You would think that a woman's sexual prime would be the most logical time for a woman to try to attract a serious suitor - but Hanna Rosin doesn't see it this way. It's only when a woman is past her sexual prime that a serious suitor might be considered - before then he is "a danger to be avoided at all costs" as he might "get in the way of a promising future".

Now if what really matters is career and independence then why not give up on marriage altogether? Marriage, after all, requires a commitment to others. And Hanna Rosin does at times run down the idea of marriage. She writes:
There is no retreating from the hookup culture to an earlier age, when a young man showed up at the front door with a box of chocolates for his sweetheart, and her father eyed him warily. Even the women most frustrated by the hookup culture don’t really want that. The hookup culture is too bound up with everything that’s fabulous about being a young woman in 2012—the freedom, the confidence, the knowledge that you can always depend on yourself.

Women want a hookup culture, she writes. It's fabulous. It represents freedom and self-reliance. She goes on to claim that,
Young men and women have discovered a sexual freedom unbridled by the conventions of marriage, or any conventions.

So it's all clear to this point. The hookup culture, whatever distress it might cause to young women, is a source of freedom and progress for women. A lack of conventions is held to be a good thing. Best not for women to have serious or lasting relationships with men. Flings with unsuitable men are the way to go.

But then the clarity fades away. All of a sudden we get this conclusion:
But that’s not how the story ends...Ultimately, the desire for a deeper human connection always wins out, for both men and women. Even for those business-school women, their hookup years are likely to end up as a series of photographs, buried somewhere on their Facebook page, that they do or don’t share with their husband—a memory that they recall fondly or sourly, but that hardly defines them.

Oh, really? So women are to spend ages 15 to 35 rejecting a deeper human connection in favour of independence and freedom, and then at the very last gasping breath of their youthful fertility, they are suddenly to change and decide that human connection matters after all.

Come on Hanna. You can't justify wasting a woman's sexual prime on independence and freedom from convention if a deeper human connection as experienced in marriage proves to be the stronger value in the long run anyway.

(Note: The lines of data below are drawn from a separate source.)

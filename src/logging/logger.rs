//! Structured logger with dry-run awareness and summary collection.
use std::path::PathBuf;
use std::sync::Mutex;

use super::summary::{Tally, TaskEntry, TaskStatus};
use super::utils::log_file_path;

/// Sink for task output.
///
/// Tasks log through this trait rather than [`Logger`] so tests can hand
/// them any implementation.
pub trait Log: Send + Sync {
    /// Section header, e.g. `Install files`.
    fn stage(&self, msg: &str);
    /// Progress message.
    fn info(&self, msg: &str);
    /// Detail shown only with `--verbose`; always written to the log file.
    fn debug(&self, msg: &str);
    /// Recoverable problem.
    fn warn(&self, msg: &str);
    /// Failure of a task.
    fn error(&self, msg: &str);
    /// Change that would be made without `--dry-run`.
    fn dry_run(&self, msg: &str);
    /// Remember a task's outcome for the summary.
    fn record_task(&self, name: &str, status: TaskStatus, message: Option<&str>);
}

/// Implement the display methods of [`Log`] by delegating to inherent methods
/// of the same name on the implementing type.
macro_rules! forward_log_methods {
    ($($method:ident),+ $(,)?) => {
        $(
            fn $method(&self, msg: &str) {
                self.$method(msg);
            }
        )+
    };
}

/// Tracing target for stage headers.
pub(super) const STAGE_TARGET: &str = "luet_pm_installer::stage";
/// Tracing target for dry-run previews.
pub(super) const DRY_RUN_TARGET: &str = "luet_pm_installer::dry_run";

/// Structured logger with dry-run awareness and summary collection.
///
/// Every message is also written to
/// `$XDG_CACHE_HOME/luet-pm-installer/<command>.log` by the file layer that
/// [`init_subscriber`](super::subscriber::init_subscriber) installs.
#[derive(Debug)]
pub struct Logger {
    tasks: Mutex<Vec<TaskEntry>>,
    log_file: Option<PathBuf>,
}

impl Logger {
    /// Create a new logger for `command`.
    ///
    /// Only remembers the log file path for the summary; the file itself is
    /// created by the subscriber.
    #[must_use]
    pub fn new(command: &str) -> Self {
        Self::with_log_file(log_file_path(command))
    }

    /// Create a logger that reports `log_file` in its summary.
    #[must_use]
    pub const fn with_log_file(log_file: Option<PathBuf>) -> Self {
        Self {
            tasks: Mutex::new(Vec::new()),
            log_file,
        }
    }

    /// Return the log file path, if available.
    #[must_use]
    pub const fn log_path(&self) -> Option<&PathBuf> {
        self.log_file.as_ref()
    }

    /// Return a clone of all recorded task entries.
    #[must_use]
    pub fn task_entries(&self) -> Vec<TaskEntry> {
        self.tasks.lock().map_or_else(|_| vec![], |g| g.clone())
    }

    /// Log an error message.
    pub fn error(&self, msg: &str) {
        tracing::error!("{msg}");
    }

    /// Log a warning message.
    pub fn warn(&self, msg: &str) {
        tracing::warn!("{msg}");
    }

    /// Log a stage header (major section).
    pub fn stage(&self, msg: &str) {
        tracing::info!(target: STAGE_TARGET, "{msg}");
    }

    /// Log an informational message.
    pub fn info(&self, msg: &str) {
        tracing::info!("{msg}");
    }

    /// Log a debug message (suppressed on console unless verbose).
    pub fn debug(&self, msg: &str) {
        tracing::debug!("{msg}");
    }

    /// Log a dry-run action message.
    pub fn dry_run(&self, msg: &str) {
        tracing::info!(target: DRY_RUN_TARGET, "{msg}");
    }

    /// Record a task result for the summary.
    pub fn record_task(&self, name: &str, status: TaskStatus, message: Option<&str>) {
        if let Ok(mut guard) = self.tasks.lock() {
            guard.push(TaskEntry {
                name: name.to_string(),
                status,
                message: message.map(String::from),
            });
        }
    }

    /// Number of tasks recorded as [`TaskStatus::Failed`].
    #[must_use]
    pub fn failure_count(&self) -> u32 {
        self.tasks
            .lock()
            .map_or(0, |guard| Tally::of(&guard).count(TaskStatus::Failed))
    }

    /// Print one line per recorded task, then the totals and the log path.
    pub fn print_summary(&self) {
        let tasks = self.task_entries();
        if tasks.is_empty() {
            return;
        }

        self.stage("Summary");
        for task in &tasks {
            self.info(&task.line());
        }
        self.info(&Tally::of(&tasks).line());

        if let Some(path) = &self.log_file {
            self.info(&format!("\x1b[2mlog: {}\x1b[0m", path.display()));
        }
    }
}

impl Log for Logger {
    forward_log_methods!(stage, info, debug, warn, error, dry_run);

    fn record_task(&self, name: &str, status: TaskStatus, message: Option<&str>) {
        self.record_task(name, status, message);
    }
}
//! Run configuration: roots, the loaded manifest and interpreter overrides.
pub mod manifest;
pub mod site_packages;
pub mod toml_loader;
pub mod validation;

use anyhow::{Context, Result};
use std::fmt;
use std::path::{Component, Path, PathBuf};

use manifest::Manifest;
use site_packages::PythonVersion;

/// File name of a manifest shipped next to the files it installs.
pub const MANIFEST_FILE: &str = "install.toml";

/// Where the active manifest came from.
#[derive(Debug, Clone, PartialEq, Eq)]
pub enum ManifestOrigin {
    /// Read from a file on disk.
    File(PathBuf),
    /// Compiled into the binary.
    Builtin,
}

impl fmt::Display for ManifestOrigin {
    fn fmt(&self, f: &mut fmt::Formatter<'_>) -> fmt::Result {
        match self {
            Self::File(path) => write!(f, "{}", path.display()),
            Self::Builtin => write!(f, "<builtin>"),
        }
    }
}

/// Everything a run needs to know before touching the filesystem.
#[derive(Debug, Clone)]
pub struct Config {
    /// Directory containing the files to install.
    pub source_root: PathBuf,
    /// Prefix under which every absolute destination is placed.
    pub dest_root: PathBuf,
    /// The installation instructions.
    pub manifest: Manifest,
    /// Where `manifest` was loaded from.
    pub manifest_origin: ManifestOrigin,
    /// Library directory suffix for the `site-packages` path.
    pub lib_suffix: String,
    /// Interpreter version override from the command line.
    pub python_version: Option<PythonVersion>,
}

impl Config {
    /// Load the manifest for `source_root`.
    ///
    /// An explicit `manifest_path` wins; otherwise `<source_root>/install.toml`
    /// is used when present, falling back to the built-in manifest.
    ///
    /// # Errors
    ///
    /// Returns an error if the manifest cannot be read or parsed.
    pub fn load(
        source_root: &Path,
        dest_root: &Path,
        manifest_path: Option<&Path>,
    ) -> Result<Self> {
        let candidate = source_root.join(MANIFEST_FILE);
        let (manifest, manifest_origin) = match manifest_path {
            Some(path) => (
                manifest::load(path).context("loading manifest")?,
                ManifestOrigin::File(path.to_path_buf()),
            ),
            None if candidate.is_file() => (
                manifest::load(&candidate).context("loading manifest")?,
                ManifestOrigin::File(candidate),
            ),
            None => (
                Manifest::builtin().context("loading built-in manifest")?,
                ManifestOrigin::Builtin,
            ),
        };

        Ok(Self {
            source_root: source_root.to_path_buf(),
            dest_root: dest_root.to_path_buf(),
            manifest,
            manifest_origin,
            lib_suffix: site_packages::lib_suffix_from_env(),
            python_version: None,
        })
    }

    /// Absolute path of a manifest source.
    #[must_use]
    pub fn source_path(&self, relative: &Path) -> PathBuf {
        self.source_root.join(relative)
    }

    /// Place a manifest destination under the destination root.
    ///
    /// `..` components are resolved lexically and stop at the destination
    /// root, so the result never leaves it.
    ///
    /// # Examples
    ///
    /// ```
    /// use luet_pm_installer::config::Config;
    /// use std::path::Path;
    ///
    /// # let mut config = Config::load(Path::new("/nonexistent"), Path::new("/"), None).unwrap();
    /// config.dest_root = "/tmp/pkg".into();
    /// assert_eq!(
    ///     config.destination_path(Path::new("/usr/bin/luet_pm_gui.py")),
    ///     Path::new("/tmp/pkg/usr/bin/luet_pm_gui.py"),
    /// );
    /// ```
    #[must_use]
    pub fn destination_path(&self, destination: &Path) -> PathBuf {
        let mut relative = PathBuf::new();
        for component in destination.components() {
            match component {
                Component::Normal(part) => relative.push(part),
                Component::ParentDir => {
                    relative.pop();
                }
                Component::RootDir | Component::Prefix(_) | Component::CurDir => {}
            }
        }
        self.dest_root.join(relative)
    }

    /// Check the manifest for likely mistakes.
    #[must_use]
    pub fn validate(&self) -> Vec<validation::ValidationWarning> {
        validation::validate_manifest(&self.manifest, &self.source_root)
    }
}
//! Utility functions for path resolution, ANSI stripping, and time formatting.
use std::ffi::OsString;
use std::fs;
use std::path::PathBuf;

/// Directory name under the cache root.
const CACHE_DIR_NAME: &str = "luet-pm-installer";

/// Strip ANSI escape sequences from a string.
///
/// Handles SGR sequences (ending in `m`) and other CSI sequences (ending
/// in any letter in the `@`..`~` range).
pub(super) fn strip_ansi(s: &str) -> String {
    let mut out = String::with_capacity(s.len());
    let mut chars = s.chars();
    while let Some(c) = chars.next() {
        if c == '\x1b' {
            if let Some(next) = chars.next()
                && next == '['
            {
                for inner in chars.by_ref() {
                    if ('@'..='~').contains(&inner) {
                        break;
                    }
                }
            }
        } else {
            out.push(c);
        }
    }
    out
}

/// Resolve the cache directory from `XDG_CACHE_HOME` and `HOME` values.
fn cache_dir_from(xdg_cache_home: Option<OsString>, home: Option<OsString>) -> PathBuf {
    let cache_root = xdg_cache_home
        .filter(|v| !v.is_empty())
        .map_or_else(
            || home.map_or_else(|| PathBuf::from("."), PathBuf::from).join(".cache"),
            PathBuf::from,
        );
    cache_root.join(CACHE_DIR_NAME)
}

/// Return the `$XDG_CACHE_HOME/luet-pm-installer/` directory, creating it if needed.
pub(super) fn cache_dir() -> Option<PathBuf> {
    let dir = cache_dir_from(std::env::var_os("XDG_CACHE_HOME"), std::env::var_os("HOME"));
    fs::create_dir_all(&dir).ok()?;
    Some(dir)
}

/// Return the log file path for `command` in the cache directory.
pub(super) fn log_file_path(command: &str) -> Option<PathBuf> {
    Some(cache_dir()?.join(format!("{command}.log")))
}

/// Format the current UTC time as `YYYY-MM-DD HH:MM:SS`.
pub(super) fn format_utc_datetime() -> String {
    chrono::Utc::now().format("%Y-%m-%d %H:%M:%S").to_string()
}

/// Format the current UTC time as `HH:MM:SS`.
pub(super) fn format_utc_time() -> String {
    chrono::Utc::now().format("%H:%M:%S").to_string()
}

#[cfg(test)]
#[allow(clippy::expect_used, clippy::unwrap_used, clippy::indexing_slicing)]
mod tests {
    use super::*;

    #[test]
    fn strip_ansi_removes_colors() {
        assert_eq!(strip_ansi("\x1b[31mERROR\x1b[0m hello"), "ERROR hello");
        assert_eq!(strip_ansi("no codes here"), "no codes here");
        assert_eq!(
            strip_ansi("\x1b[1;34m==>\x1b[0m \x1b[1mstage\x1b[0m"),
            "==> stage"
        );
    }

    #[test]
    fn strip_ansi_handles_csi_sequences() {
        assert_eq!(strip_ansi("\x1b[2Jhello"), "hello");
        assert_eq!(strip_ansi("\x1b[Kworld"), "world");
        assert_eq!(strip_ansi("\x1bMtext"), "text");
        assert_eq!(strip_ansi(""), "");
    }

    #[test]
    fn cache_dir_prefers_xdg() {
        assert_eq!(
            cache_dir_from(Some("/var/cache/build".into()), Some("/root".into())),
            PathBuf::from("/var/cache/build/luet-pm-installer")
        );
    }

    #[test]
    fn cache_dir_falls_back_to_home() {
        assert_eq!(
            cache_dir_from(None, Some("/root".into())),
            PathBuf::from("/root/.cache/luet-pm-installer")
        );
        assert_eq!(
            cache_dir_from(Some(OsString::new()), Some("/home/u".into())),
            PathBuf::from("/home/u/.cache/luet-pm-installer")
        );
    }

    #[test]
    fn cache_dir_without_home_is_relative() {
        assert_eq!(
            cache_dir_from(None, None),
            PathBuf::from("./.cache/luet-pm-installer")
        );
    }

    #[test]
    fn format_utc_time_has_correct_format() {
        let s = format_utc_time();
        assert_eq!(s.len(), 8);
        assert_eq!(&s[2..3], ":");
        assert_eq!(&s[5..6], ":");
    }

    #[test]
    fn format_utc_datetime_has_correct_format() {
        let s = format_utc_datetime();
        assert_eq!(s.len(), 19);
        assert_eq!(&s[4..5], "-");
        assert_eq!(&s[10..11], " ");
    }
}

If independence and sexual freedom really are the higher values to live our lives by, then we shouldn't marry at any age. We should be like the Swedes and live alone. But if a deeper human connection as expressed in marriage is the higher value, as Hanna Rosin seems to believe it ultimately proves to be, then we shouldn't waste it - we should marry in a timely way that allows us to share our sexual prime with our spouse.

Hanna Rosin seems to expect otherwise intelligent people to engage in a kind of self-sabotage - deliberately rejecting serious suitors when in our prime, only to seek them out when we're past it.

P.S. Something I missed is the significance of Rosin's final words "but that hardly defines them". The implication is that women don't want to define themselves when they're married the same way they might when they're in their 20s and hooking up. Which means that even Rosin recognises that the two identities don't go together well. She seems to be trying to reassure her female readers that they can bury the younger self that doesn't fit with being a wife and mother - the self that they might potentially be ashamed to let their husbands know about.